# Multivariable Calculus proof!

1. Sep 21, 2011

### _Steve_

I need to show that

limit (|x|^a*|y|^b) / (|x|^c+|y|^d) = 0
(x,y)->(0,0)

when a,b>=0; c,d>0; with a/c + b/d > 1

Does anyone have some tips for starting off the proof?

2. Sep 21, 2011

### _Steve_

Show that if $a, b \geq 0$ and $c, d > 0,$ with $\frac{a}{c} + \frac{b}{d} > 1,$ then:

$lim_{\vec{x}\rightarrow\vec{0}} \frac{|x|^{a}|y|^{b}}{|x|^{c}+|y|^{d}} = 0$

3. Sep 21, 2011

### HallsofIvy

Staff Emeritus
Do you mean $\lim_{x\to 0}$ or $\lim_{(x,y)\to 0}$. If the former, it is pretty easy! As x goes to 0, for any y, the numerator goes to 0. If y is not 0, the denominator goes to $|y|^d$ and, of course, $0/|y|^d= 0$. If y is 0, then the function is 0 for all x so its limit is still 0.

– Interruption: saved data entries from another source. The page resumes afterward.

//! MQTT packet encoding/decoding primitives.
//!
//! Low-level readers and writers for the fixed header, the remaining-length
//! variable integer, big-endian u16 and length-prefixed strings/binary data.

use bytes::{BufMut, BytesMut};
use thiserror::Error;

/// Largest value the remaining-length encoding can carry (4 bytes).
pub const MAX_VARIABLE_INT: u32 = 268_435_455;

/// Decoding/encoding failure at the byte level.
#[derive(Error, Debug, Clone, PartialEq, Eq)]
pub enum CodecError {
    /// More bytes are needed before the packet can be parsed.
    #[error("incomplete packet, need {needed} more bytes")]
    Incomplete { needed: usize },

    /// Bytes violate the MQTT 3.1.1 format.
    #[error("malformed packet: {0}")]
    Malformed(String),

    /// Packet exceeds the configured maximum size.
    #[error("packet too large: {size} > {max}")]
    PacketTooLarge { size: usize, max: usize },
}

impl CodecError {
    pub(crate) fn malformed(msg: impl Into<String>) -> Self {
        CodecError::Malformed(msg.into())
    }
}

/// Control packet type (high nibble of the first header byte).
#[derive(Debug, Clone, Copy, PartialEq, Eq)]
#[repr(u8)]
pub enum PacketType {
    Connect = 1,
    ConnAck = 2,
    Publish = 3,
    PubAck = 4,
    PubRec = 5,
    PubRel = 6,
    PubComp = 7,
    Subscribe = 8,
    SubAck = 9,
    Unsubscribe = 10,
    UnsubAck = 11,
    PingReq = 12,
    PingResp = 13,
    Disconnect = 14,
}

impl PacketType {
    pub fn from_u8(v: u8) -> Option<Self> {
        Some(match v {
            1 => PacketType::Connect,
            2 => PacketType::ConnAck,
            3 => PacketType::Publish,
            4 => PacketType::PubAck,
            5 => PacketType::PubRec,
            6 => PacketType::PubRel,
            7 => PacketType::PubComp,
            8 => PacketType::Subscribe,
            9 => PacketType::SubAck,
            10 => PacketType::Unsubscribe,
            11 => PacketType::UnsubAck,
            12 => PacketType::PingReq,
            13 => PacketType::PingResp,
            14 => PacketType::Disconnect,
            _ => return None,
        })
    }

    /// Flags the fixed header must carry for this type. PUBLISH is free-form.
    fn required_flags(self) -> Option<u8> {
        match self {
            PacketType::Publish => None,
            PacketType::PubRel | PacketType::Subscribe | PacketType::Unsubscribe => Some(0x02),
            _ => Some(0x00),
        }
    }
}

/// Parsed fixed header.
#[derive(Debug, Clone, Copy, PartialEq, Eq)]
pub struct FixedHeader {
    pub packet_type: PacketType,
    pub flags: u8,
    pub remaining_length: u32,
    /// Bytes taken by the fixed header itself (type byte + length varint).
    pub header_length: usize,
}

impl FixedHeader {
    /// Total size of the packet this header introduces.
    pub fn packet_length(&self) -> usize {
        self.header_length + self.remaining_length as usize
    }
}

/// Read a variable-length integer (remaining length encoding).
///
/// Returns `(value, bytes_consumed)`.
pub fn read_variable_int(buf: &[u8]) -> Result<(u32, usize), CodecError> {
    let mut multiplier = 1u32;
    let mut value = 0u32;

    for (i, &byte) in buf.iter().enumerate() {
        if i >= 4 {
            return Err(CodecError::malformed("remaining length exceeds 4 bytes"));
        }

        value += (byte & 0x7F) as u32 * multiplier;

        if byte & 0x80 == 0 {
            return Ok((value, i + 1));
        }

        multiplier *= 128;
    }

    if buf.len() >= 4 {
        return Err(CodecError::malformed("remaining length exceeds 4 bytes"));
    }
    Err(CodecError::Incomplete { needed: 1 })
}

/// Write a variable-length integer.
pub fn write_variable_int(buf: &mut BytesMut, mut value: u32) -> Result<usize, CodecError> {
    if value > MAX_VARIABLE_INT {
        return Err(CodecError::PacketTooLarge {
            size: value as usize,
            max: MAX_VARIABLE_INT as usize,
        });
    }

    let mut written = 0;
    loop {
        let mut byte = (value % 128) as u8;
        value /= 128;
        if value > 0 {
            byte |= 0x80;
        }
        buf.put_u8(byte);
        written += 1;
        if value == 0 {
            return Ok(written);
        }
    }
}

/// Number of bytes needed for a variable-length integer.
pub const fn variable_int_len(value: u32) -> usize {
    if value < 128 {
        1
    } else if value < 128 * 128 {
        2
    } else if value < 128 * 128 * 128 {
        3
    } else {
        4
    }
}

/// Parse a fixed header from the start of `buf`.
pub fn read_fixed_header(buf: &[u8]) -> Result<FixedHeader, CodecError> {
    let Some(&first_byte) = buf.first() else {
        return Err(CodecError::Incomplete { needed: 2 });
    };

    let type_nibble = first_byte >> 4;
    let flags = first_byte & 0x0F;

    let packet_type = PacketType::from_u8(type_nibble)
        .ok_or_else(|| CodecError::malformed(format!("invalid packet type {}", type_nibble)))?;

    if let Some(required) = packet_type.required_flags() {
        if flags != required {
            return Err(CodecError::malformed(format!(
                "invalid flags {:#04x} for {:?}",
                flags, packet_type
            )));
        }
    }

    let (remaining_length, var_len) = read_variable_int(&buf[1..])?;

    Ok(FixedHeader {
        packet_type,
        flags,
        remaining_length,
        header_length: 1 + var_len,
    })
}

/// Write a fixed header.
pub fn write_fixed_header(
    buf: &mut BytesMut,
    packet_type: PacketType,
    flags: u8,
    remaining_length: usize,
) -> Result<usize, CodecError> {
    let remaining = u32::try_from(remaining_length).map_err(|_| CodecError::PacketTooLarge {
        size: remaining_length,
        max: MAX_VARIABLE_INT as usize,
    })?;
    buf.put_u8(((packet_type as u8) << 4) | (flags & 0x0F));
    Ok(1 + write_variable_int(buf, remaining)?)
}

/// Write a UTF-8 string (2-byte length prefix + data).
pub fn write_string(buf: &mut BytesMut, s: &str) -> Result<usize, CodecError> {
    write_binary(buf, s.as_bytes())
}

/// Write binary data (2-byte length prefix + data).
pub fn write_binary(buf: &mut BytesMut, data: &[u8]) -> Result<usize, CodecError> {
    let len = u16::try_from(data.len())
        .map_err(|_| CodecError::malformed(format!("field of {} bytes exceeds 65535", data.len())))?;
    buf.put_u16(len);
    buf.put_slice(data);
    Ok(2 + data.len())
}

/// Cursor over the variable header and payload of one packet.
///
/// The slice is always a complete packet body, so running out of bytes
/// here means the remaining length lied: that is malformed, not incomplete.
pub struct Reader<'a> {
    buf: &'a [u8],
    pos: usize,
}

impl<'a> Reader<'a> {
    pub fn new(buf: &'a [u8]) -> Self {
        Self { buf, pos: 0 }
    }

    pub fn remaining(&self) -> usize {
        self.buf.len() - self.pos
    }

    pub fn is_empty(&self) -> bool {
        self.remaining() == 0
    }

    fn take(&mut self, n: usize, what: &str) -> Result<&'a [u8], CodecError> {
        if self.remaining() < n {
            return Err(CodecError::malformed(format!("truncated {}", what)));
        }
        let out = &self.buf[self.pos..self.pos + n];
        self.pos += n;
        Ok(out)
    }

    pub fn u8(&mut self, what: &str) -> Result<u8, CodecError> {
        Ok(self.take(1, what)?[0])
    }

    pub fn u16(&mut self, what: &str) -> Result<u16, CodecError> {
        let b = self.take(2, what)?;
        Ok(u16::from_be_bytes([b[0], b[1]]))
    }

    pub fn binary(&mut self, what: &str) -> Result<&'a [u8], CodecError> {
        let len = self.u16(what)? as usize;
        self.take(len, what)
    }

    pub fn string(&mut self, what: &str) -> Result<&'a str, CodecError> {
        let raw = self.binary(what)?;
        std::str::from_utf8(raw).map_err(|_| CodecError::malformed(format!("{} is not UTF-8", what)))
    }

    /// Everything that has not been consumed yet.
    pub fn rest(&mut self) -> &'a [u8] {
        let out = &self.buf[self.pos..];
        self.pos = self.buf.len();
        out
    }
}

#[cfg(test)]
mod tests {
    use super::*;

    #[test]
    fn test_variable_int() {
        for value in [0, 1, 127, 128, 16383, 16384, 2097151, 2097152, MAX_VARIABLE_INT] {
            let mut buf = BytesMut::new();
            let written = write_variable_int(&mut buf, value).unwrap();
            let (decoded, consumed) = read_variable_int(&buf).unwrap();
            assert_eq!(decoded, value);
            assert_eq!(written, consumed);
            assert_eq!(written, variable_int_len(value));
        }
    }

    #[test]
    fn test_variable_int_incomplete_and_malformed() {
        assert_eq!(
            read_variable_int(&[0x80]),
            Err(CodecError::Incomplete { needed: 1 })
        );
        assert!(matches!(
            read_variable_int(&[0xFF, 0xFF, 0xFF, 0xFF, 0x01]),
            Err(CodecError::Malformed(_))
        ));

        let mut buf = BytesMut::new();
        assert!(write_variable_int(&mut buf, MAX_VARIABLE_INT + 1).is_err());
    }

    #[test]
    fn test_fixed_header_flags() {
        // SUBSCRIBE must carry 0x2
        assert!(read_fixed_header(&[0x82, 0x00]).is_ok());
        assert!(matches!(
            read_fixed_header(&[0x80, 0x00]),
            Err(CodecError::Malformed(_))
        ));
        // PINGRESP with stray flag
        assert!(read_fixed_header(&[0xD1, 0x00]).is_err());
        // Type 0 and 15 are reserved
        assert!(read_fixed_header(&[0x00, 0x00]).is_err());
        assert!(read_fixed_header(&[0xF0, 0x00]).is_err());
    }

    #[test]
    fn test_string_reader() {
        let mut buf = BytesMut::new();
        assert_eq!(write_string(&mut buf, "hello").unwrap(), 7);
        buf.put_u8(0xAB);

        let mut r = Reader::new(&buf);
        assert_eq!(r.string("topic").unwrap(), "hello");
        assert_eq!(r.u8("tail").unwrap(), 0xAB);
        assert!(r.is_empty());
        assert!(r.u8("past end").is_err());
    }

    #[test]
    fn test_string_rejects_invalid_utf8() {
        let raw = [0x00, 0x02, 0xFF, 0xFE];
        let mut r = Reader::new(&raw);
        assert!(matches!(r.string("topic"), Err(CodecError::Malformed(_))));
    }
}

If the problem is $\lim_{(x,y)\to 0}$,l that's a bit harder.

4. Sep 21, 2011

### _Steve_

It's the second one. I tried to put the vector lines over the x and 0 lol.

Yeah I'm not sure how to start this! Should I try using Squeeze theorem with something? Or the definition of a limit?

5. Sep 22, 2011

### _Steve_

I figured it out, decided to post the answer just in case someone else has the same kind of question sometime...
basically just change the numerator to:
(|x|^c)^(a/c) (|y|^d)^(b/d)
and use the inequalities:
|x|^c <= |x|^c + |y|^d
|y|^d <= |x|^c + |y|^d
then cancel out and use squeeze theorem